El problema fue que tenía posiciones tan grandes que el mercado no pudo absorber la venta. Cuando sus acciones fueron vendidas en masa, el precio cayó en línea recta, provocando que otros también enfrentaran liquidaciones por apalancamiento. Esto no solo afectó a las acciones con mal rendimiento, sino que incluso las que estaban estables también fueron forzadamente vendidas por las firmas para mantener los márgenes. Finalmente, todas sus acciones cayeron drásticamente en poco tiempo, formando una tormenta perfecta.

¿Realmente no se puede usar el apalancamiento? En realidad, no es así. Usar bien el apalancamiento puede hacer que el capital sea más eficiente. Por ejemplo, si te gusta una empresa pero tienes fondos limitados, puedes usar financiamiento para comprar en cuotas. Si el precio sube, obtienes ganancias; si sigue bajando, aún tienes fondos para promediar tu costo. Pero lo crucial es elegir acciones con suficiente liquidez, es decir, con una capitalización de mercado grande. Las acciones pequeñas, cuando un gran inversor enfrenta una liquidación, pueden experimentar oscilaciones muy fuertes.

Además, hay que tener en cuenta que el financiamiento genera intereses, por lo que el tiempo de inversión y la selección de activos son muy importantes. Algunas acciones apenas tienen volatilidad, y los dividendos se ven comidos por los intereses, lo que hace que no tenga sentido usarlas con apalancamiento. También, si el precio se mantiene en zonas de resistencia o soporte y se consolida, si compras con financiamiento, y no logra romper esas zonas, el precio puede quedar en rango por mucho tiempo, y en ese período seguirás pagando intereses. Se recomienda tomar ganancias si no logra superar la resistencia, y cortar pérdidas si cae por debajo del soporte.

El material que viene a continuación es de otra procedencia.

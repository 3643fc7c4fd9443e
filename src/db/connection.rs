use crate::config::DatabaseConfig;
use duckdb::{Connection, Result as DbResult};
use std::sync::{Arc, Mutex};
use tracing::info;

pub type DbPool = Arc<Mutex<Connection>>;

const SCHEMA: &str = r#"
CREATE SEQUENCE IF NOT EXISTS seq_conversations_id;
CREATE SEQUENCE IF NOT EXISTS seq_messages_id;
CREATE SEQUENCE IF NOT EXISTS seq_http_requests_id;

CREATE TABLE IF NOT EXISTS settings (
    key VARCHAR PRIMARY KEY,
    value TEXT,
    updated_at TIMESTAMP DEFAULT CURRENT_TIMESTAMP
);

CREATE TABLE IF NOT EXISTS conversations (
    id BIGINT PRIMARY KEY DEFAULT nextval('seq_conversations_id'),
    title VARCHAR NOT NULL DEFAULT 'New Conversation',
    created_at TIMESTAMP DEFAULT CURRENT_TIMESTAMP,
    updated_at TIMESTAMP DEFAULT CURRENT_TIMESTAMP
);

CREATE TABLE IF NOT EXISTS messages (
    id BIGINT PRIMARY KEY DEFAULT nextval('seq_messages_id'),
    conversation_id BIGINT NOT NULL,
    role VARCHAR NOT NULL,
    content TEXT NOT NULL,
    created_at TIMESTAMP DEFAULT CURRENT_TIMESTAMP
);

CREATE TABLE IF NOT EXISTS http_requests (
    id BIGINT PRIMARY KEY DEFAULT nextval('seq_http_requests_id'),
    raw_request TEXT NOT NULL,
    method VARCHAR,
    url VARCHAR,
    host VARCHAR,
    path VARCHAR,
    headers_json TEXT,
    body TEXT,
    graphql_operation VARCHAR,
    graphql_query VARCHAR,
    parsed_at TIMESTAMP DEFAULT CURRENT_TIMESTAMP
);

CREATE INDEX IF NOT EXISTS idx_messages_conversation ON messages(conversation_id, created_at);
CREATE INDEX IF NOT EXISTS idx_conversations_created ON conversations(created_at);
CREATE INDEX IF NOT EXISTS idx_http_requests_parsed ON http_requests(parsed_at);

INSERT OR IGNORE INTO settings (key, value) VALUES
    ('system_prompt', 'You are a helpful security research assistant specialized in analyzing business logic vulnerabilities. Focus on economic exploits, workflow bypasses, temporal attacks, and privilege escalation.'),
    ('claude_api_key', ''),
    ('rules', '');
"#;

pub fn get_connection(config: &DatabaseConfig) -> DbResult<DbPool> {
    info!("Connecting to DuckDB at {}", config.path);
    let conn = Connection::open(&config.path)?;

    init_schema(&conn)?;

    Ok(Arc::new(Mutex::new(conn)))
}

pub fn init_schema(conn: &Connection) -> DbResult<()> {
    info!("Initializing database schema");
    conn.execute_batch(SCHEMA)?;
    Ok(())
}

Al final, el apalancamiento es una espada de doble filo. Bien usado, puede acelerar la acumulación de riqueza; mal usado, puede acelerar las pérdidas. Comprar acciones con financiamiento es una estrategia de alto riesgo, y siempre existe el riesgo de liquidación o爆倉. Antes de invertir, hay que hacer una investigación exhaustiva para evitar exponerse a riesgos desconocidos. La disciplina en la operación es la clave para el éxito a largo plazo.